1. Select the competitors you wish to compare yourself to. These may be direct competitors, or indirect ones you identified in The True Competitor:

  • Local coffee shops
  • Libraries
  • The gym

2. Take the competitors one by one and list the factual differences between your business and theirs.

Tip: these differences must be hard facts – no subjectivity whatsoever.

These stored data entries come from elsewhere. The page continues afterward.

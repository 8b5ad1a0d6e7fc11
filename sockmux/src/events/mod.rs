/*!
 * Socket Events
 * Per-socket single-subscriber lifecycle stream
 *
 * The stream buffers only the newest event: producers never block, and
 * an unconsumed event is overwritten by its successor. It is diagnostic,
 * not a transport; consumers that care about every completion must
 * consume promptly.
 */

use crate::core::errors::SocketError;
use parking_lot::Mutex;
use tokio::sync::watch;

/// Lifecycle notification for one registered socket
#[derive(Debug, Clone, PartialEq, Eq)]
pub enum SocketEvent {
    /// Data is waiting to be read
    PendingRead,
    /// A read completed with this many bytes; zero is peer-closed
    Read(usize),
    /// A write completed with this many bytes
    Write(usize),
    /// Terminal event: the socket was removed
    Closed(Option<SocketError>),
}

/// Producer half, owned by the socket state.
pub(crate) struct EventSink {
    tx: Mutex<Option<watch::Sender<Option<SocketEvent>>>>,
}

impl EventSink {
    pub(crate) fn new() -> (Self, SocketEvents) {
        let (tx, rx) = watch::channel(None);
        let sink = Self {
            tx: Mutex::new(Some(tx)),
        };
        (sink, SocketEvents { rx })
    }

    /// Publish an event, overwriting any unconsumed predecessor.
    /// No-op once the stream has been finalized.
    pub(crate) fn emit(&self, event: SocketEvent) {
        if let Some(tx) = self.tx.lock().as_ref() {
            tx.send_replace(Some(event));
        }
    }

    /// Emit the terminal close and finalize the stream.
    pub(crate) fn close(&self, error: Option<SocketError>) {
        if let Some(tx) = self.tx.lock().take() {
            tx.send_replace(Some(SocketEvent::Closed(error)));
        }
    }
}

/// Consumer half, returned by registration.
pub struct SocketEvents {
    rx: watch::Receiver<Option<SocketEvent>>,
}

impl SocketEvents {
    /// Next unconsumed event, or `None` once the terminal
    /// [`SocketEvent::Closed`] has been consumed.
    pub async fn next(&mut self) -> Option<SocketEvent> {
        loop {
            if self.rx.changed().await.is_err() {
                return None;
            }
            if let Some(event) = self.rx.borrow_and_update().clone() {
                return Some(event);
            }
        }
    }
}

#[cfg(test)]
mod tests {
    use super::*;
    use pretty_assertions::assert_eq;

    #[tokio::test]
    async fn test_newest_event_wins() {
        let (sink, mut events) = EventSink::new();
        sink.emit(SocketEvent::Write(1));
        sink.emit(SocketEvent::Write(2));
        assert_eq!(events.next().await, Some(SocketEvent::Write(2)));
    }

    #[tokio::test]
    async fn test_close_is_terminal() {
        let (sink, mut events) = EventSink::new();
        sink.close(Some(SocketError::ConnectionReset));
        sink.emit(SocketEvent::Read(3));
        assert_eq!(
            events.next().await,
            Some(SocketEvent::Closed(Some(SocketError::ConnectionReset)))
        );
        assert_eq!(events.next().await, None);
    }

    #[tokio::test]
    async fn test_events_before_close_are_observable() {
        let (sink, mut events) = EventSink::new();
        sink.emit(SocketEvent::PendingRead);
        assert_eq!(events.next().await, Some(SocketEvent::PendingRead));
        sink.close(None);
        assert_eq!(events.next().await, Some(SocketEvent::Closed(None)));
        assert_eq!(events.next().await, None);
    }
}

Good example: ‘Our ketchup is in glass bottles, theirs is in plastic.’
Bad example: ‘Our ketchup tastes good, their ketchup tastes bad.’

Remember to consider:

• Difference in geography

• Difference in customer

• ‘Under the hood’ differences (e.g., manufacturing, company structure, range organisation, etc.).

Example:

Other local coffee shops:

  • Geography: Pip’s Cafe is centrally located in a residential area, whereas other local coffee shops might be in commercial districts, and chain stores like Starbucks are widespread.
  • Customer: Pip’s Cafe caters to a community-focussed clientele, while chain stores often attract a more transient customer base.
  • Under the Hood: Pip’s Cafe sources its beans from local, sustainable farms, while chains might use internationally sourced beans.

Libraries:

  • Geography: Pip’s Cafe is in a standalone building with a patio, offering a distinct setting compared to libraries, which are typically in institutional buildings.
  • Customer: Pip’s Cafe draws patrons looking for a social coffee experience, contrasting with libraries’ solitary reading environment.
  • Under the Hood: Pip’s Cafe could add a book swap shelf, offering a unique feature not found in libraries, enhancing its community and cultural appeal.

Gyms:

  • Geography: Pip’s Cafe is located in a residential area, easily accessible for those seeking a relaxed setting, unlike gyms in commercial or fitness-focused areas.
  • Customer: Pip’s Cafe serves a diverse clientele, differing from gyms’ health-focused patrons.
  • Under the Hood: Pip’s Cafe could introduce healthy options like smoothies and protein brownies, appealing to gym-goers and those seeking nutritious alternatives.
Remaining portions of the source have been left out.